Eugene Peterson Gets Ciziked

Eugene Peterson Gets Ciziked July 13, 2017

An ugly, disgraceful, and utterly familiar little drama has played out over the past two days in the evangelical subculture and religious media. It started with an interview for Religious News Service with beloved pastor and author Eugene Peterson.

Peterson is perhaps best known for his folksy, colloquial translation of the Bible, “The Message.” Before retiring, Peterson served as pastor of a mainline Presbyterian church, but he’s always been evangelical-ish, and his dozens of books are devoured and adored by white evangelicals. If you’ve spent any time in white evangelical churches, you’ve probably heard your pastor quote from one of them.

At age 84, Peterson has just published what he says is his final book, and interviews surrounding its release have a farewell-tour quality to them — like Mariano’s last game at Fenway. That’s how much of Peterson’s RNS interview with Jonathan Merritt went, but some of the questions — and Peterson’s answers — wound up producing a different headline: “Best-selling author Eugene Peterson changes his mind on gay marriage.”

It’s welcome news when a prominent evangelical leader “changes their mind” to affirm the full humanity and civil equality of LGBT people. It’s especially so when — as with a J.R.D. Kirk or a Dave Gushee — that person offers a full-throated theological explanation for their change of mind, and then jumps in with both feet, demonstrating the courage of their newfound convictions. That’s not really what happened with Peterson, though. His “change of mind” was a bit more … meh:

EP: I wouldn’t have said this 20 years ago, but now I know a lot of people who are gay and lesbian and they seem to have as good a spiritual life as I do. I think that kind of debate about lesbians and gays might be over. People who disapprove of it, they’ll probably just go to another church. So we’re in a transition and I think it’s a transition for the best, for the good. I don’t think it’s something that you can parade, but it’s not a right or wrong thing as far as I’m concerned.

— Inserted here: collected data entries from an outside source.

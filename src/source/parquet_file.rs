use parquet::file::reader::{FileReader, SerializedFileReader};
use polars::prelude::*;
use std::fs::File;
use std::path::Path;
use tracing::debug;

use crate::errors::PipelineError;

/// Leading row groups of a parquet file that cover a requested row count.
#[derive(Clone, Copy, Debug, Default, PartialEq, Eq)]
pub struct RowGroupSpan {
    /// Whole row groups taken from the front of the file.
    pub groups: usize,
    /// Rows held by those groups.
    pub rows: usize,
}

/// Plan which leading row groups of `path` hold at least `target_rows` rows.
///
/// Only the footer is read; the handle is dropped before returning.
pub fn row_group_span(path: &Path, target_rows: usize) -> Result<RowGroupSpan, PipelineError> {
    let file = File::open(path).map_err(|err| PipelineError::unreadable(path, err))?;
    let reader = SerializedFileReader::new(file)
        .map_err(|err| PipelineError::unreadable(path, format!("invalid parquet: {err}")))?;

    let mut span = RowGroupSpan::default();
    for group in reader.metadata().row_groups() {
        if span.rows >= target_rows {
            break;
        }
        span.rows += usize::try_from(group.num_rows()).unwrap_or(0);
        span.groups += 1;
    }
    Ok(span)
}

/// Read the first `rows` rows of a parquet file, or all of it for `None`.
pub fn read_parquet(path: &Path, rows: Option<usize>) -> Result<DataFrame, PipelineError> {
    let file = File::open(path).map_err(|err| PipelineError::unreadable(path, err))?;
    ParquetReader::new(file)
        .with_slice(rows.map(|rows| (0, rows)))
        .finish()
        .map_err(|err| PipelineError::unreadable(path, err))
}

/// Read whole row groups from the front of `path` until at least
/// `target_rows` rows are loaded (or the file ends).
pub fn read_row_groups(
    path: &Path,
    target_rows: usize,
) -> Result<(DataFrame, RowGroupSpan), PipelineError> {
    let span = row_group_span(path, target_rows)?;
    let frame = read_parquet(path, Some(span.rows))?;
    debug!(
        "read {} row group(s) from {} ({} rows)",
        span.groups,
        path.display(),
        frame.height()
    );
    Ok((frame, span))
}

/// Write `frame` as a snappy-compressed parquet file and return its size in
/// bytes. `row_group_size` of `None` keeps the writer's default grouping.
pub fn write_parquet(
    frame: &mut DataFrame,
    path: &Path,
    row_group_size: Option<usize>,
) -> Result<u64, PipelineError> {
    let mut file = File::create(path).map_err(|err| PipelineError::write_failed(path, err))?;
    ParquetWriter::new(&mut file)
        .with_compression(ParquetCompression::Snappy)
        .with_row_group_size(row_group_size)
        .finish(frame)
        .map_err(|err| PipelineError::write_failed(path, err))
}
use polars::prelude::*;
use std::path::Path;

use crate::errors::PipelineError;

/// Read a headed CSV file, letting polars infer one dtype per column.
///
/// Empty cells are nulls. A column with no values at all comes back as text.
pub fn read_csv(path: &Path, rows: Option<usize>) -> Result<DataFrame, PipelineError> {
    CsvReadOptions::default()
        .with_has_header(true)
        .with_n_rows(rows)
        .try_into_reader_with_file_path(Some(path.to_path_buf()))
        .and_then(|reader| reader.finish())
        .map_err(|err| PipelineError::unreadable(path, err))
}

JM: A follow-up: If you were pastoring today and a gay couple in your church who were Christians of good faith asked you to perform their same-sex wedding ceremony, is that something you would do?

EP: Yes.

That’s a bit tepid, but — reading that yesterday — Peterson seemed to be “in transition … and I think it’s a transition for the good.” That’s welcome, even if it’s not a tectonic development and even it doesn’t exactly make Peterson a trailblazer or put him in the vanguard for Pentecost and justice. But, hey, baby steps can be good too.

The backlash came swift and fierce. The tribal gatekeepers of white evangelicalism denounced Peterson for his apostasy. They hastily donned and rended their Disposable Rending Garments in an extravagant performance of feigned lamentation, smile-frowning all the while at the opportunity to engage in their favorite sport. It all followed the usual script, including the now-standard threat to stop carrying Peterson’s books at LifeWay Christian Book, Jewelry, Witnessing Tool, Family Lifestyle And Thomas Kinkade Print Outlets.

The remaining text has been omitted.